A water bath is laboratory equipment made from a container filled with heated water. It is used to incubate samples in water at a constant temperature over a long period of time. Most water baths have a digital or an analogue interface to allow users to set a desired temperature, but some water baths have their temperature controlled by a current passing through a reader.

Uses include warming of reagents, melting of substrates, determination of boiling point, or incubation of cell cultures. It is also used to enable certain chemical reactions to occur at high temperature.

Water baths are preferred heat sources for heating flammable chemicals, as their lack of open flame prevents ignition. Different types of water baths are used depending on application. For all water baths, it can be used up to 99.9 °C.
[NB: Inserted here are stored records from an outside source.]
// SPDX-FileCopyrightText: 2026 Botfleet Contributors
// SPDX-License-Identifier: MIT OR Apache-2.0

//! Bot registry operations. Tokens are stored sealed; decryption happens
//! in workers via botfleet-crypto.

use botfleet_core::FleetError;
use rusqlite::params;

use crate::database::{map_tr_err, Database};
use crate::models::Bot;

fn row_to_bot(row: &rusqlite::Row<'_>) -> Result<Bot, rusqlite::Error> {
    let nonce_vec: Vec<u8> = row.get(3)?;
    let token_nonce: [u8; 12] = nonce_vec.try_into().map_err(|_| {
        rusqlite::Error::FromSqlConversionFailure(
            3,
            rusqlite::types::Type::Blob,
            "token nonce must be 12 bytes".into(),
        )
    })?;
    Ok(Bot {
        id: row.get(0)?,
        admin_id: row.get(1)?,
        token_cipher: row.get(2)?,
        token_nonce,
        username: row.get(4)?,
        webhook_secret: row.get(5)?,
        associated_offer_id: row.get(6)?,
        is_active: row.get(7)?,
    })
}

const BOT_COLUMNS: &str = "id, admin_id, token_cipher, token_nonce, username, \
                           webhook_secret, associated_offer_id, is_active";

/// Registers a bot with an already-sealed token. Returns the new id.
pub async fn create(
    db: &Database,
    admin_id: i64,
    token_cipher: Vec<u8>,
    token_nonce: [u8; 12],
    username: Option<String>,
    webhook_secret: String,
) -> Result<i64, FleetError> {
    db.connection()
        .call(move |conn| {
            conn.execute(
                "INSERT INTO bots (admin_id, token_cipher, token_nonce, username, webhook_secret)
                 VALUES (?1, ?2, ?3, ?4, ?5)",
                params![admin_id, token_cipher, token_nonce.to_vec(), username, webhook_secret],
            )?;
            Ok(conn.last_insert_rowid())
        })
        .await
        .map_err(map_tr_err)
}

pub async fn get(db: &Database, bot_id: i64) -> Result<Option<Bot>, FleetError> {
    db.connection()
        .call(move |conn| {
            let mut stmt =
                conn.prepare(&format!("SELECT {BOT_COLUMNS} FROM bots WHERE id = ?1"))?;
            let mut rows = stmt.query_map(params![bot_id], row_to_bot)?;
            Ok(rows.next().transpose()?)
        })
        .await
        .map_err(map_tr_err)
}

/// Active bots only; inactive bots drop updates at ingress.
pub async fn get_active(db: &Database, bot_id: i64) -> Result<Option<Bot>, FleetError> {
    Ok(get(db, bot_id).await?.filter(|b| b.is_active))
}

pub async fn list_active(db: &Database) -> Result<Vec<Bot>, FleetError> {
    db.connection()
        .call(move |conn| {
            let mut stmt = conn.prepare(&format!(
                "SELECT {BOT_COLUMNS} FROM bots WHERE is_active = 1 ORDER BY id"
            ))?;
            let rows = stmt.query_map([], row_to_bot)?;
            Ok(rows.collect::<Result<Vec<_>, rusqlite::Error>>()?)
        })
        .await
        .map_err(map_tr_err)
}

pub async fn set_active(db: &Database, bot_id: i64, active: bool) -> Result<(), FleetError> {
    db.connection()
        .call(move |conn| {
            conn.execute(
                "UPDATE bots SET is_active = ?1,
                 updated_at = strftime('%Y-%m-%dT%H:%M:%fZ', 'now')
                 WHERE id = ?2",
                params![active, bot_id],
            )?;
            Ok(())
        })
        .await
        .map_err(map_tr_err)
}

#[cfg(test)]
pub(crate) async fn insert_test_bot(db: &Database, admin_id: i64) -> i64 {
    create(
        db,
        admin_id,
        vec![0u8; 32],
        [0u8; 12],
        None,
        "whsec".to_string(),
    )
    .await
    .unwrap()
}

#[cfg(test)]
mod tests {
    use super::*;

    #[tokio::test]
    async fn create_and_fetch_bot() {
        let db = Database::open_in_memory().await.unwrap();
        let id = create(
            &db,
            777,
            vec![1, 2, 3],
            [9u8; 12],
            Some("my_bot".into()),
            "s3cr3t".into(),
        )
        .await
        .unwrap();

        let bot = get(&db, id).await.unwrap().unwrap();
        assert_eq!(bot.admin_id, 777);
        assert_eq!(bot.token_cipher, vec![1, 2, 3]);
        assert_eq!(bot.token_nonce, [9u8; 12]);
        assert_eq!(bot.webhook_secret, "s3cr3t");
        assert!(bot.is_active);
    }

    #[tokio::test]
    async fn get_active_filters_deactivated() {
        let db = Database::open_in_memory().await.unwrap();
        let id = insert_test_bot(&db, 1).await;
        assert!(get_active(&db, id).await.unwrap().is_some());
        set_active(&db, id, false).await.unwrap();
        assert!(get_active(&db, id).await.unwrap().is_none());
        assert!(get(&db, id).await.unwrap().is_some());
    }

    #[tokio::test]
    async fn unknown_bot_is_none() {
        let db = Database::open_in_memory().await.unwrap();
        assert!(get(&db, 404).await.unwrap().is_none());
    }
}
When the required temperature is above 100 °C, alternative methods such as oil bath, silicone oil bath or sand bath may be used.

== Precautions ==
It is not recommended to use water bath with moisture sensitive or pyrophoric reactions. Do not heat a bath fluid above its flash point. Water level should be regularly monitored, and filled with distilled water only. This is required to prevent salts from depositing on the heater. Disinfectants can be added to prevent growth of organisms. If application involves liquids that give off fumes, it is recommended to operate water bath in fume hood or in a well ventilated area. The cover is closed to prevent evaporation and to help reaching high temperatures.

== Types of water bath ==

A shaking water bath in action

=== Circulating water baths ===
Circulating water baths (also called stirrers ) are ideal for applications when temperature uniformity and consistency are critical, such as enzymatic and serologic experiments. Water is thoroughly circulated throughout the bath resulting in a more uniform temperature.

=== Non-circulating water baths ===
This type of water bath relies primarily on convection instead of water being uniformly heated. Therefore, it is less accurate in terms of temperature control. In addition, there are add-ons that provide stirring to non-circulating water baths to create more uniform heat transfer.
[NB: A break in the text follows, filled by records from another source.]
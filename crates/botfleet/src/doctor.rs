// SPDX-FileCopyrightText: 2026 Botfleet Contributors
// SPDX-License-Identifier: MIT OR Apache-2.0

//! `botfleet doctor`: typed health check.
//!
//! Checks the store and KV directly, then reads queue depths, worker
//! heartbeats and the dead-letter count. No process-output parsing,
//! ever. Exit code 0 = healthy, non-zero = failure.

use std::sync::Arc;

use botfleet_config::FleetConfig;
use botfleet_core::FleetError;
use botfleet_kv::{ActivityTracker, KvStore, MemoryKv, RedisKv};
use botfleet_queue::QueueName;
use botfleet_storage::queries::queue as queue_db;
use botfleet_storage::Database;

/// How stale a heartbeat may be before a pool counts as missing.
const HEARTBEAT_STALE_SECS: i64 = 60;

/// Runs the health check and prints a summary. Returns overall health.
pub async fn run_doctor(config: &FleetConfig) -> Result<bool, FleetError> {
    let mut healthy = true;

    // Store.
    match Database::open(&config.storage.database_path).await {
        Ok(db) => {
            println!("store: ok ({})", config.storage.database_path);

            for queue in QueueName::ALL {
                let depth = queue_db::depth(&db, &queue.to_string()).await?;
                println!("queue {queue}: {depth} pending");
            }
            let dead = queue_db::dead_letter_count(&db).await?;
            println!("dead letters: {dead}");

            // KV + heartbeats.
            let kv: Arc<dyn KvStore> = if config.redis.url.is_empty() {
                println!("kv: in-process (redis.url not set)");
                Arc::new(MemoryKv::new())
            } else {
                match RedisKv::connect(&config.redis.url, config.redis.timeout_secs).await {
                    Ok(kv) => {
                        println!("kv: ok ({})", config.redis.url);
                        Arc::new(kv)
                    }
                    Err(e) => {
                        println!("kv: FAILED ({e})");
                        return Ok(false);
                    }
                }
            };

            let activity = ActivityTracker::new(kv);
            let now = chrono::Utc::now().timestamp();
            for queue in QueueName::ALL {
                match activity.last_beat(&queue.to_string()).await? {
                    Some(beat) if now - beat <= HEARTBEAT_STALE_SECS => {
                        println!("workers {queue}: alive ({}s ago)", now - beat);
                    }
                    Some(beat) => {
                        println!("workers {queue}: STALE ({}s ago)", now - beat);
                        healthy = false;
                    }
                    None => {
                        // Not running is informational when doctor runs
                        // outside the serve process.
                        println!("workers {queue}: no heartbeat");
                    }
                }
            }
        }
        Err(e) => {
            println!("store: FAILED ({e})");
            healthy = false;
        }
    }

    println!("overall: {}", if healthy { "ok" } else { "FAILED" });
    Ok(healthy)
}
=== Shaking water baths ===
This type of water bath has extra control for shaking, which moves liquids around. This shaking feature can be turned on or off. In microbiological practices, constant shaking allows liquid-grown cell cultures grown to constantly mix with the air.

Some key benefits of shaking water bath are user-friendly operation via keypad, convenient bath drains, adjustable shaking frequencies, bright LED-display, optional lift-up bath cover, power switch integrated in keypad and warning and cut-off protection for low/high temperature.

== Water bath technologies ==
The bath is a fundamental product in any laboratory. Over the years, water baths have evolved from basic analog tools to advanced digital machines capable of sophisticated and programmable controls, functions, and capabilities.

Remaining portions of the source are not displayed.